(Records from a collection)
§ §

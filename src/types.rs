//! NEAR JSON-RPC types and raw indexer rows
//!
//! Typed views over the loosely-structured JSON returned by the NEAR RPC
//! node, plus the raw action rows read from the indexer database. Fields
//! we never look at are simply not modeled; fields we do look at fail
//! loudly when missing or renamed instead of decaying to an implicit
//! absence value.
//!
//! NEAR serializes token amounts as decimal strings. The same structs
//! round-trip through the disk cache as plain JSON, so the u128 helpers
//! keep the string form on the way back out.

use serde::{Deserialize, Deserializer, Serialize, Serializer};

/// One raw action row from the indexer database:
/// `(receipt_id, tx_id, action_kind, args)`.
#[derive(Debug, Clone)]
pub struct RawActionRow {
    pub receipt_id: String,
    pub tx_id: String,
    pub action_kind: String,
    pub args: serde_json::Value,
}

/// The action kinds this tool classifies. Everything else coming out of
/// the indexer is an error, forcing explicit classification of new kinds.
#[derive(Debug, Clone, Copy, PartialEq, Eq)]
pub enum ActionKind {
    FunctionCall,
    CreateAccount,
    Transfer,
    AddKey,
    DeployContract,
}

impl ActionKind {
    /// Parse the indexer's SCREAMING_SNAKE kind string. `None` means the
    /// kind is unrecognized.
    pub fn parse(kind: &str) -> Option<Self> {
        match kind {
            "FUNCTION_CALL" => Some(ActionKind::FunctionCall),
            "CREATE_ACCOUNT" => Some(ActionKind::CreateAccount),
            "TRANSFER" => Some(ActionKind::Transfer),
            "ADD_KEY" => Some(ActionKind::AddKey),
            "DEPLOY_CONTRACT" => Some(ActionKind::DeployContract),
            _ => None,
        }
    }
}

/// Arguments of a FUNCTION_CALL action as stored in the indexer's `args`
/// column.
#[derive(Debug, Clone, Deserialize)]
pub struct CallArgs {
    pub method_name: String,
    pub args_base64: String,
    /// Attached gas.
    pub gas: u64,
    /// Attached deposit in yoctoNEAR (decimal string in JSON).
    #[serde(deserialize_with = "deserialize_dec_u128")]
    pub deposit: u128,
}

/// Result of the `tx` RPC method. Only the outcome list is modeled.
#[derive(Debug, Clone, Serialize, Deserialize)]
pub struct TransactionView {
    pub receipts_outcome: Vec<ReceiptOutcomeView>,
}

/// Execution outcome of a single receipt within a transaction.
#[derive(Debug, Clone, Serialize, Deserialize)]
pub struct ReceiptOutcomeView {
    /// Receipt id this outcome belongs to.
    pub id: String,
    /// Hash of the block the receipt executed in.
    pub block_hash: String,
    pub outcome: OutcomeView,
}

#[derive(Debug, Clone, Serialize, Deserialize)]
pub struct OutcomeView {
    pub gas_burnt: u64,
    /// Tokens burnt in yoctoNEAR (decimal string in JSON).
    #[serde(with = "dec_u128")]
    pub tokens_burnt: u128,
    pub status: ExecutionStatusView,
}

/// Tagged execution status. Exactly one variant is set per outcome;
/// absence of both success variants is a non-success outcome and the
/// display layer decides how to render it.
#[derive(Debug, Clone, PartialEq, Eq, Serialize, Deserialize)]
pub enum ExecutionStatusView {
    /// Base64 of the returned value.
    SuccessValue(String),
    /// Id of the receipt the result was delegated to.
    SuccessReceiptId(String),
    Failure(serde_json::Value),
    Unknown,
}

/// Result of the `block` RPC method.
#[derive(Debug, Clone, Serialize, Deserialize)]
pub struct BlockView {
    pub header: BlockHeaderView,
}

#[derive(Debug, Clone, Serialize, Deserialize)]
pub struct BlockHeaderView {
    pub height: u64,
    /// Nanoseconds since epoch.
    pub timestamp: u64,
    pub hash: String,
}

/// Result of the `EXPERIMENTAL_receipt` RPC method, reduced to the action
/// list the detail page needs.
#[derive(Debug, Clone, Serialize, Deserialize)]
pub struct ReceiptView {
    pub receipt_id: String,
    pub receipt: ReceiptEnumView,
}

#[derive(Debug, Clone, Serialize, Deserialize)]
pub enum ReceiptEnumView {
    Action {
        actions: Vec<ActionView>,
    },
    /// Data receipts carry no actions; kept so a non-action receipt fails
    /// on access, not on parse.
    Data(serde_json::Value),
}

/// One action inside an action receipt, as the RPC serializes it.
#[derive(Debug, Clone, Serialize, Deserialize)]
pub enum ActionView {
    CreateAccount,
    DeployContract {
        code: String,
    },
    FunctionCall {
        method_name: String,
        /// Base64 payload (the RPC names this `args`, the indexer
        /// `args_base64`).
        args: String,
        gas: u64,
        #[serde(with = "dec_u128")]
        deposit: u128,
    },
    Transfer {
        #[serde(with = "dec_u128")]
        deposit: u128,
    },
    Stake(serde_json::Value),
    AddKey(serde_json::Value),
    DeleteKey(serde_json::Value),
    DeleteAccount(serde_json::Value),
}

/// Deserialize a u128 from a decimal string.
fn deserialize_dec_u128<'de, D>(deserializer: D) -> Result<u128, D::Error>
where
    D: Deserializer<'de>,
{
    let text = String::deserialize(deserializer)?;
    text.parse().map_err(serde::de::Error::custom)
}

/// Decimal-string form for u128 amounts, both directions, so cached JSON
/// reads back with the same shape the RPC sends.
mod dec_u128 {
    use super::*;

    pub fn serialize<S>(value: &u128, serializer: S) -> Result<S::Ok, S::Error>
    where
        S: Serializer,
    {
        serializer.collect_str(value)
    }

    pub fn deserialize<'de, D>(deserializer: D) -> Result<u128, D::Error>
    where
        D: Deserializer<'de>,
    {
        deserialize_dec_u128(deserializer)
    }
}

§ §

Goal of the exercise:
Look through the entries above and say how many lines contain "Attached", giving nothing but the number.

Response box:
2